Organizations typically have an operating budget and a capital, or facilities and equipment, budget. A capital budget tends to be static, as capital expenditures tend to happen according to a specific plan that requires little daily management. Operating budgets, however, are very fluid. These types of budgets rely on projections of revenue and expenses that are made at the beginning of the year but can prove inaccurate as the reality of business operations play out in real time.
Chief financial officers (CFOs) or directors of finance usually hire budget managers as middle-management specialists. The budget manager handles all aspects of the development of the operating and capital budgets at the beginning of the fiscal year when an organization is planning for the year ahead. His duties do not end with planning for the future, however. A budget manager also monitors the staff, departments or projects to ensure revenue and expenses hit the budget targets. If revenue is under-budget or expenses go over-budget, the budget manager reports the variance to the organization's executives so projections and plans can be changed.
Specific duties of a budget manager include developing single or multi-year forecasts of revenue and expenses across the entire organization or project. These forecasts are typically broken down by project or department, particularly for operating budgets. Once the budget for a fiscal year has been approved, the manager works with department and project managers to keep their activities within budget parameters. The budget manager interacts with executives frequently on the operating budget, sometimes on a monthly basis, to report variances and offer solutions for modifying the budget to reflect actual circumstances.

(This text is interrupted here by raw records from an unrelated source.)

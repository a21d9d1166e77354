//! Seam between the census core and the game that owns the region.
//!
//! [`Region`] and [`RegionalCity`] are what a host implements to expose its
//! cities. [`RegionSnapshot`] implements both over a JSON document so the
//! census can run outside the game.

use anyhow::{Context, Result};
use serde::{Deserialize, Serialize};
use std::collections::{BTreeMap, HashSet};
use std::path::Path;
use thiserror::Error;

use crate::model::{GroupStats, RciGroup};

/// Position of a city site on the region map.
#[derive(Debug, Clone, Copy, PartialEq, Eq)]
pub struct CityLocation {
    pub x: u32,
    pub y: u32,
    /// Host tile size code: `0` small, `1` medium, `2` large.
    pub tile_size: u32,
}

/// Read access to one city site in a region.
///
/// Every read may fail; the census treats a failure as fatal for the whole
/// region pass.
pub trait RegionalCity {
    /// `false` for an empty site nobody has founded yet.
    fn is_established(&self) -> bool;
    fn city_name(&self) -> Result<String>;
    fn mayor_name(&self) -> Result<String>;
    fn difficulty_level(&self) -> Result<u32>;
    fn mayor_rating(&self) -> Result<i8>;
    fn population(&self) -> Result<i64>;
    fn commercial_jobs(&self) -> Result<i64>;
    fn industrial_jobs(&self) -> Result<i64>;
    /// Employed share of the workforce as a fraction in `0.0..=1.0`.
    fn workforce_fraction(&self) -> Result<f64>;
    fn budget(&self) -> Result<f64>;
    fn income(&self) -> Result<f64>;
    fn group_population(&self, group: RciGroup) -> Result<Option<i64>>;
    fn group_extrapolated_population(&self, group: RciGroup) -> Result<Option<i64>>;
    fn group_tax_rate(&self, group: RciGroup) -> Result<Option<f64>>;
}

/// A loaded region: its name and the city sites on its map.
pub trait Region {
    fn name(&self) -> &str;

    /// Site locations in host enumeration order.
    fn city_locations(&self) -> Result<Vec<CityLocation>>;

    /// The city at `location`, or `None` when the host has no city object there.
    fn city(&self, location: &CityLocation) -> Option<&dyn RegionalCity>;
}

/// Validation failures raised while reading snapshot data.
#[derive(Debug, Error)]
pub enum HostError {
    #[error("{field} is negative ({value}) for city '{city}'")]
    NegativeValue {
        city: String,
        field: &'static str,
        value: i64,
    },
    #[error("{group:?} tax rate {rate} is outside 0..=1 for city '{city}'")]
    TaxRateOutOfRange {
        city: String,
        group: RciGroup,
        rate: f64,
    },
    #[error("more than one site at ({x}, {y})")]
    DuplicateLocation { x: u32, y: u32 },
}

pub type SnapshotGroups = BTreeMap<RciGroup, GroupStats>;

/// A city as stored in a region snapshot file.
#[derive(Debug, Clone, Serialize, Deserialize)]
pub struct SnapshotCity {
    #[serde(default = "default_established")]
    pub established: bool,
    #[serde(default)]
    pub name: String,
    #[serde(default)]
    pub mayor: String,
    #[serde(default)]
    pub difficulty: u32,
    #[serde(default)]
    pub mayor_rating: i8,
    #[serde(default)]
    pub population: i64,
    #[serde(default)]
    pub commercial_jobs: i64,
    #[serde(default)]
    pub industrial_jobs: i64,
    #[serde(default)]
    pub workforce_fraction: f64,
    #[serde(default)]
    pub budget: f64,
    #[serde(default)]
    pub income: f64,
    #[serde(default)]
    pub groups: SnapshotGroups,
}

fn default_established() -> bool {
    true
}

impl SnapshotCity {
    fn non_negative(&self, field: &'static str, value: i64) -> Result<i64> {
        if value < 0 {
            return Err(HostError::NegativeValue {
                city: self.name.clone(),
                field,
                value,
            }
            .into());
        }
        Ok(value)
    }
}

impl RegionalCity for SnapshotCity {
    fn is_established(&self) -> bool {
        self.established
    }

    fn city_name(&self) -> Result<String> {
        Ok(self.name.clone())
    }

    fn mayor_name(&self) -> Result<String> {
        Ok(self.mayor.clone())
    }

    fn difficulty_level(&self) -> Result<u32> {
        Ok(self.difficulty)
    }

    fn mayor_rating(&self) -> Result<i8> {
        Ok(self.mayor_rating)
    }

    fn population(&self) -> Result<i64> {
        self.non_negative("population", self.population)
    }

    fn commercial_jobs(&self) -> Result<i64> {
        self.non_negative("commercial_jobs", self.commercial_jobs)
    }

    fn industrial_jobs(&self) -> Result<i64> {
        self.non_negative("industrial_jobs", self.industrial_jobs)
    }

    fn workforce_fraction(&self) -> Result<f64> {
        Ok(self.workforce_fraction)
    }

    fn budget(&self) -> Result<f64> {
        Ok(self.budget)
    }

    fn income(&self) -> Result<f64> {
        Ok(self.income)
    }

    fn group_population(&self, group: RciGroup) -> Result<Option<i64>> {
        self.groups
            .get(&group)
            .map(|g| self.non_negative("group population", g.population))
            .transpose()
    }

    fn group_extrapolated_population(&self, group: RciGroup) -> Result<Option<i64>> {
        self.groups
            .get(&group)
            .map(|g| self.non_negative("group extrapolated population", g.extrapolated_population))
            .transpose()
    }

    fn group_tax_rate(&self, group: RciGroup) -> Result<Option<f64>> {
        match self.groups.get(&group) {
            Some(g) if !(0.0..=1.0).contains(&g.tax_rate) => Err(HostError::TaxRateOutOfRange {
                city: self.name.clone(),
                group,
                rate: g.tax_rate,
            }
            .into()),
            Some(g) => Ok(Some(g.tax_rate)),
            None => Ok(None),
        }
    }
}

/// One site of a region snapshot. `city` is `null` when the host had no
/// city object for the site.
#[derive(Debug, Clone, Serialize, Deserialize)]
pub struct SnapshotSite {
    pub x: u32,
    pub y: u32,
    #[serde(default)]
    pub tile_size: u32,
    #[serde(default)]
    pub city: Option<SnapshotCity>,
}

/// A region exported to JSON.
#[derive(Debug, Clone, Default, Serialize, Deserialize)]
pub struct RegionSnapshot {
    pub name: String,
    #[serde(default)]
    pub sites: Vec<SnapshotSite>,
}

impl RegionSnapshot {
    /// Loads a snapshot from a JSON file at `path`.
    pub fn load(path: impl AsRef<Path>) -> Result<Self> {
        let path = path.as_ref();
        let content = std::fs::read_to_string(path)
            .with_context(|| format!("reading region snapshot '{}'", path.display()))?;
        let snapshot: RegionSnapshot = serde_json::from_str(&content)
            .with_context(|| format!("parsing region snapshot '{}'", path.display()))?;
        snapshot
            .validate()
            .with_context(|| format!("validating region snapshot '{}'", path.display()))?;
        Ok(snapshot)
    }

    /// Checks that no two sites share a map location.
    pub fn validate(&self) -> Result<(), HostError> {
        let mut seen = HashSet::with_capacity(self.sites.len());
        for site in &self.sites {
            if !seen.insert((site.x, site.y)) {
                return Err(HostError::DuplicateLocation {
                    x: site.x,
                    y: site.y,
                });
            }
        }
        Ok(())
    }
}

impl Region for RegionSnapshot {
    fn name(&self) -> &str {
        &self.name
    }

    fn city_locations(&self) -> Result<Vec<CityLocation>> {
        // Sites are looked up by location, so a duplicate would shadow a city.
        self.validate()?;

        Ok(self
            .sites
            .iter()
            .map(|site| CityLocation {
                x: site.x,
                y: site.y,
                tile_size: site.tile_size,
            })
            .collect())
    }

    fn city(&self, location: &CityLocation) -> Option<&dyn RegionalCity> {
        self.sites
            .iter()
            .find(|site| site.x == location.x && site.y == location.y)
            .and_then(|site| site.city.as_ref())
            .map(|city| city as &dyn RegionalCity)
    }
}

At the end of the fiscal year, the manager conforms the budget to the actual expenses incurred and revenue generated, and provides this information to the organization's executives and tax professionals. The process then starts all over again, as upcoming yearly budgets are modified to reflect what happened in the year that just passed. Meanwhile, the budget manager is responsible for establishing policies and procedures for reporting revenue and expenses and managing a budget process that complies with best practices in the industry.